The problem with this project directory is that it is mixing up both #1 and #2 above and placing everything in one directory. This places an undue burden on a potential user to have to sift through these two types of code and depending on what they are interested in using, they might have to make modifications for how the software is installed.

How to improve?

A better way to go is to keep these two in separate directories or repositories called foobar and foobar_paper.

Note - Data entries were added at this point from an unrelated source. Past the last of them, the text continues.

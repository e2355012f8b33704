//! Error types for GitHub operations

use thiserror::Error;

/// Result type for GitHub operations
pub type Result<T> = std::result::Result<T, Error>;

/// Errors that can occur while listing repositories
#[derive(Error, Debug)]
pub enum Error {
    /// Organization not found (HTTP 404)
    #[error("Organization '{0}' not found or not accessible")]
    NotFound(String),

    /// Rate limit exceeded or forbidden (HTTP 403)
    #[error("API rate limit exceeded or insufficient permissions")]
    RateLimited,

    /// Any other non-success status
    #[error("GitHub API error: {status} - {body}")]
    Api {
        /// HTTP status code
        status: u16,
        /// Response body text
        body: String,
    },

    /// Transport error from the HTTP client
    #[error("HTTP error: {0}")]
    Http(#[from] reqwest::Error),

    /// Parse error
    #[error("Parse error: {0}")]
    Parse(String),

    /// Invalid client configuration
    #[error("Configuration error: {0}")]
    Config(String),
}

impl From<Error> for orgclone_core::Error {
    fn from(err: Error) -> Self {
        match err {
            Error::NotFound(org) => orgclone_core::Error::OrgNotFound(org),
            Error::RateLimited => orgclone_core::Error::RateLimited,
            Error::Api { status, body } => orgclone_core::Error::Api { status, body },
            Error::Http(e) => orgclone_core::Error::Http(e.to_string()),
            Error::Parse(msg) => orgclone_core::Error::Parse(msg),
            Error::Config(msg) => orgclone_core::Error::Config(msg),
        }
    }
}

#[cfg(test)]
mod tests {
    use super::*;

    #[test]
    fn test_listing_errors_keep_their_kind() {
        let err: orgclone_core::Error = Error::NotFound("ghost".to_string()).into();
        assert!(matches!(err, orgclone_core::Error::OrgNotFound(ref org) if org == "ghost"));

        let err: orgclone_core::Error = Error::RateLimited.into();
        assert!(matches!(err, orgclone_core::Error::RateLimited));

        let err: orgclone_core::Error = Error::Api {
            status: 502,
            body: "Bad Gateway".to_string(),
        }
        .into();
        assert_eq!(err.to_string(), "GitHub API error: 502 - Bad Gateway");
    }
}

Specifically, the scripts to reproduce the analyses should be place in one repository (e.g. called foobar_paper or foorbar_project):


foobar paper analysis directory
  |-- .here
  |  o-- object of type(s):file
  |-- README.md
  |  o-- object of type(s):file
  |-- preprocessing_for_paper/
  |  o-- object of type(s):dir
  |-- simulations_for_paper/
  |  o-- object of type(s):dir
  |-- real_analyses_for_paper/
  |  o-- object of type(s):dir
  |-- fig_scripts_for_paper/
  |  o-- object of type(s):dir
  o-- data_for_paper/
     o-- object of type(s):dir

and the software that generalizes some code into a function for others to use should be placed in a different repository (e.g. called foobar, etc):


foobar software directory
  |-- .here
  |  o-- object of type(s):file
  |-- README.md
  |  o-- object of type(s):file
  |-- NAMESPACE
  |  o-- object of type(s):file
  |-- DESCRIPTION
  |  o-- object of type(s):file
  |-- LICENSE
  |  o-- object of type(s):file
  |-- foo_package.Rproj
  |  o-- object of type(s):file
  |-- R/
  |  o-- object of type(s):dir
  |-- man/
  |  o-- object of type(s):dir
  o-- vignettes/
     o-- object of type(s):dir

This is good for a few reasons including:

  1. It keeps the two separate, but equally important, concepts of specific analysis code vs generalized code in different places, with links between the two, if useful.
  2. It keeps the repositories as lightweight as possible.
  3. Installation of the foobar software package is more straightforward.
  4. It enables you to potentially create new generalized functions in the future (i.e. make new software packages) that might have been originally derived from this project.
  5. (Update 2022-03-02): It makes it more likely that the foobar software package is reusable independently of the paper code or context (h/t Rahul Karnik).

Alternatives

(Update 2022-03-02): Konrad Rudolph made a great point that there are alternative approaches to these nested package approaches that enable organizing R code in a modular way without the ned to wrap code into a formal R package. For example, using modules from box. The idea is you can write “modular code by treating files and folders of R code as independent (potentially nested) modules, without requiring the user to wrap reusable code into packages”.

Acknowledgements

Thank you to the listdown R package from Michael Kane, which automated the folder structures above.